Dataset content Start Marker

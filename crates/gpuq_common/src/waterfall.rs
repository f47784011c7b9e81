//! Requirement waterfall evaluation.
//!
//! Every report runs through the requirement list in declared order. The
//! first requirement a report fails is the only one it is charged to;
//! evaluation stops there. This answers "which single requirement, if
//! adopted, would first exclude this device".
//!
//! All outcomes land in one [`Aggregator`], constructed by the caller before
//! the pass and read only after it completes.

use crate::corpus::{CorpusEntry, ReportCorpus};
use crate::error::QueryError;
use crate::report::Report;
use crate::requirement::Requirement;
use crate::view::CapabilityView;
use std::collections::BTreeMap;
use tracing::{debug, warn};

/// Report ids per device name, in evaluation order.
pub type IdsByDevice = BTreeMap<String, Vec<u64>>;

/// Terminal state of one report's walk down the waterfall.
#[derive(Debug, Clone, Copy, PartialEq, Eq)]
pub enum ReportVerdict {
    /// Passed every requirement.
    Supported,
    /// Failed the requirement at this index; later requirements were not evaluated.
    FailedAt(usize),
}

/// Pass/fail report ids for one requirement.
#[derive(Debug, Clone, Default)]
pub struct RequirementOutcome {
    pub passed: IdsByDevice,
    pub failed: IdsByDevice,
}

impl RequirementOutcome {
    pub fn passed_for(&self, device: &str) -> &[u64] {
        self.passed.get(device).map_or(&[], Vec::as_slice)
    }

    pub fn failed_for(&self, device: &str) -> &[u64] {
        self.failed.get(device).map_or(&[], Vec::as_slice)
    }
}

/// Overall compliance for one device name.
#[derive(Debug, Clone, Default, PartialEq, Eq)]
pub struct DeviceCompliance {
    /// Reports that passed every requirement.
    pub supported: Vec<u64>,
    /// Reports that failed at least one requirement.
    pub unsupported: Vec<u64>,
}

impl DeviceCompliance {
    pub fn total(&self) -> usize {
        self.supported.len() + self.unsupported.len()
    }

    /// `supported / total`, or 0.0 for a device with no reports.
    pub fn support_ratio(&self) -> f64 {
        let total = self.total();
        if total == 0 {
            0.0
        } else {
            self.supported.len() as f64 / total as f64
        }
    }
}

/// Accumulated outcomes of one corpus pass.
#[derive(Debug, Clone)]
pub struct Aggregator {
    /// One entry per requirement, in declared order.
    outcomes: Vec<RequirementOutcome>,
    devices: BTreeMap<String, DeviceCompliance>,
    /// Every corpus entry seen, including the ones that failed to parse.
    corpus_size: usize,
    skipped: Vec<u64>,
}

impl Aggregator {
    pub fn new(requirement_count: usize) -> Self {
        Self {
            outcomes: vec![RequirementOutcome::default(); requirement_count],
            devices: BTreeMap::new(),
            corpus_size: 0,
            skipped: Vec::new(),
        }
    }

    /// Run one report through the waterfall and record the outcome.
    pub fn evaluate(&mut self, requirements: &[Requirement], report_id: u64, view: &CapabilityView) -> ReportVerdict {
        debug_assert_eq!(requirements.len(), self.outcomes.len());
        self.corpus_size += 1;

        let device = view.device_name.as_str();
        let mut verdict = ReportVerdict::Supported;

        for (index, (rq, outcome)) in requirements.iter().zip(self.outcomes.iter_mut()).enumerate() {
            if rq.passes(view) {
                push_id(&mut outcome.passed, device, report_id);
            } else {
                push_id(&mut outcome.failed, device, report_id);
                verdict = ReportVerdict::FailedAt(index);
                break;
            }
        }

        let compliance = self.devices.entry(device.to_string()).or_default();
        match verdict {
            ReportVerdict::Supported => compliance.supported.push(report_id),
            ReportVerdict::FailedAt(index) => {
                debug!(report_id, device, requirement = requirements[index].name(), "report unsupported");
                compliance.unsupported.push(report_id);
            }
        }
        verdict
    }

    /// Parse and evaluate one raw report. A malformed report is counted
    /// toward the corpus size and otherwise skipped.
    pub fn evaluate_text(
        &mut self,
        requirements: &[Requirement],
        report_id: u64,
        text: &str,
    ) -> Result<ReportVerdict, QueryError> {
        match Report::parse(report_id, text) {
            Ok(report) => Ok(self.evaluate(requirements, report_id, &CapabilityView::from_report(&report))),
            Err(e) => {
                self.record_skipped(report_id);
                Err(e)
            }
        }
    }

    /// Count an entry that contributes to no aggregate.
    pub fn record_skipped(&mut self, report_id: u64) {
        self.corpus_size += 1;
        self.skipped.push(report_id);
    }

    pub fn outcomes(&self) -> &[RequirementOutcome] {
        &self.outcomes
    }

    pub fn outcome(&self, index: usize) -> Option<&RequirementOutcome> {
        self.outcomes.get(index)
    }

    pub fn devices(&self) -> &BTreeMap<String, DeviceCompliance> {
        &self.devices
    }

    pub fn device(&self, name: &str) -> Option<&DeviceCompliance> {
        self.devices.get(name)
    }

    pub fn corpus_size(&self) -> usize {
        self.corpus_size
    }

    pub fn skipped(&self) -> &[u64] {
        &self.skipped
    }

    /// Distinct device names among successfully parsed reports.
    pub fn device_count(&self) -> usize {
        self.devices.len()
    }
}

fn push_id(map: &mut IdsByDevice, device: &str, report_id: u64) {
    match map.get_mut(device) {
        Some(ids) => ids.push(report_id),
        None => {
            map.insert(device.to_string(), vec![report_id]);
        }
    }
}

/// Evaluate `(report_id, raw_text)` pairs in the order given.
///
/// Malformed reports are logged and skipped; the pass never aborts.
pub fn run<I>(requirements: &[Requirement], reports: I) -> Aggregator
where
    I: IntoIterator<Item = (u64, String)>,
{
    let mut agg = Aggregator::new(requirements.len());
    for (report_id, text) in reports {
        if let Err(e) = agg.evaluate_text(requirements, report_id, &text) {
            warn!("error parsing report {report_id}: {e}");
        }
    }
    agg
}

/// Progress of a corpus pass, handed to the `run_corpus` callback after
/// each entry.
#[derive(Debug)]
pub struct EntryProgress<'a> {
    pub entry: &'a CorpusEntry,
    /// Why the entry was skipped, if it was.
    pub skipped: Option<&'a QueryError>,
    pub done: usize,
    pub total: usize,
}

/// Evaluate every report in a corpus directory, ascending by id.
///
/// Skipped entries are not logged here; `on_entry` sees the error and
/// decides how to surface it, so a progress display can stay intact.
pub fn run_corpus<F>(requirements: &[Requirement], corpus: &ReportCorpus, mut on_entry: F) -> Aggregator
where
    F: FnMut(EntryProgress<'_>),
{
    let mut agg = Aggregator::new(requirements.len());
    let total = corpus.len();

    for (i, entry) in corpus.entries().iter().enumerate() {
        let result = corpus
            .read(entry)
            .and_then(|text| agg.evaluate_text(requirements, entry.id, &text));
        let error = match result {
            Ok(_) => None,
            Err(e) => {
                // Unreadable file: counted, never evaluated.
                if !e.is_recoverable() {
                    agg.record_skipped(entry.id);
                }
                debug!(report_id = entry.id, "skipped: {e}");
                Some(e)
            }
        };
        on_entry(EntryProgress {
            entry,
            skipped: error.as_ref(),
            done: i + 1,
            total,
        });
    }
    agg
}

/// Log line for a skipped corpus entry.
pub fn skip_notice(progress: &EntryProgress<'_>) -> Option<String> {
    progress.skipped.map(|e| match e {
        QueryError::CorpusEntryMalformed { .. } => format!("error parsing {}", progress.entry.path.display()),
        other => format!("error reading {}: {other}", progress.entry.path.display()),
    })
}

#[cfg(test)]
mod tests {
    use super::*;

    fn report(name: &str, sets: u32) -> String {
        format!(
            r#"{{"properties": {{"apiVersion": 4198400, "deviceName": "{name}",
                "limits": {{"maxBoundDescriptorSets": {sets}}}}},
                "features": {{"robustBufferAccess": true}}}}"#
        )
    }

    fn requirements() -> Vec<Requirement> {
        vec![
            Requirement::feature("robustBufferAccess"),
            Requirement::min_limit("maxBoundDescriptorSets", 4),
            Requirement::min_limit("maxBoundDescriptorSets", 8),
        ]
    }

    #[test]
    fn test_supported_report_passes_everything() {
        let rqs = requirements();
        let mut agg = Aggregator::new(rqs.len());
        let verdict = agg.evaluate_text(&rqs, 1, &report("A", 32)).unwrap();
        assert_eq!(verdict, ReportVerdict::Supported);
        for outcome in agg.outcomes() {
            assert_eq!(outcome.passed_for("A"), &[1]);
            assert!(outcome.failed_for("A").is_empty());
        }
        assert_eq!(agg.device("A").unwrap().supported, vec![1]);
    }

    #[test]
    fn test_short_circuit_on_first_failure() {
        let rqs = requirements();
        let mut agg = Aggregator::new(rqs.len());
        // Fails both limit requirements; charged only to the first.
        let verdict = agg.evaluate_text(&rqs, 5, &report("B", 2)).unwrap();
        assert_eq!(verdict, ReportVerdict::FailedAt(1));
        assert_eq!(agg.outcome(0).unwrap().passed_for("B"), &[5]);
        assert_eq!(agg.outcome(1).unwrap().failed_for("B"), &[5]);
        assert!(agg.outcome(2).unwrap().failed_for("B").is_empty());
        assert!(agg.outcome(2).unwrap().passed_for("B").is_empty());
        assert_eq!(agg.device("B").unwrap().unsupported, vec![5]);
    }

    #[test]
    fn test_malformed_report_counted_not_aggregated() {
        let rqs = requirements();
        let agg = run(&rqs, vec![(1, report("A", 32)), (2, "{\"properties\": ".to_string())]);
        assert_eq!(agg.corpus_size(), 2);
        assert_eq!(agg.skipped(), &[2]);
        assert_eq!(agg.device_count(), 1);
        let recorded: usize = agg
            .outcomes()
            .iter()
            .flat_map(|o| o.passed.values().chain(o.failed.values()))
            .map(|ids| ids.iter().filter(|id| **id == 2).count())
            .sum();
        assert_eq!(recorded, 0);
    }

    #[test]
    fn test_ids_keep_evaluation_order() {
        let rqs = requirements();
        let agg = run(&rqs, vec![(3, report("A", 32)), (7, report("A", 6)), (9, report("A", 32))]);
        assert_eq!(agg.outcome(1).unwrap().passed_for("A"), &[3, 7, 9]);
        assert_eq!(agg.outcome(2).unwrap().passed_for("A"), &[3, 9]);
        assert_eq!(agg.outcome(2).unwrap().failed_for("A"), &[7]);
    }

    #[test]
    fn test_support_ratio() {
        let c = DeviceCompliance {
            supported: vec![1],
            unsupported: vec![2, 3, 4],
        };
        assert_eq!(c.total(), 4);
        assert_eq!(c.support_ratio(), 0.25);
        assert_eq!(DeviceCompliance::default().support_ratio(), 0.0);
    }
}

Dataset content End Marker

> Assigned task: Total lines holding "match" in the records: report this figure alone.

> Task solution: 5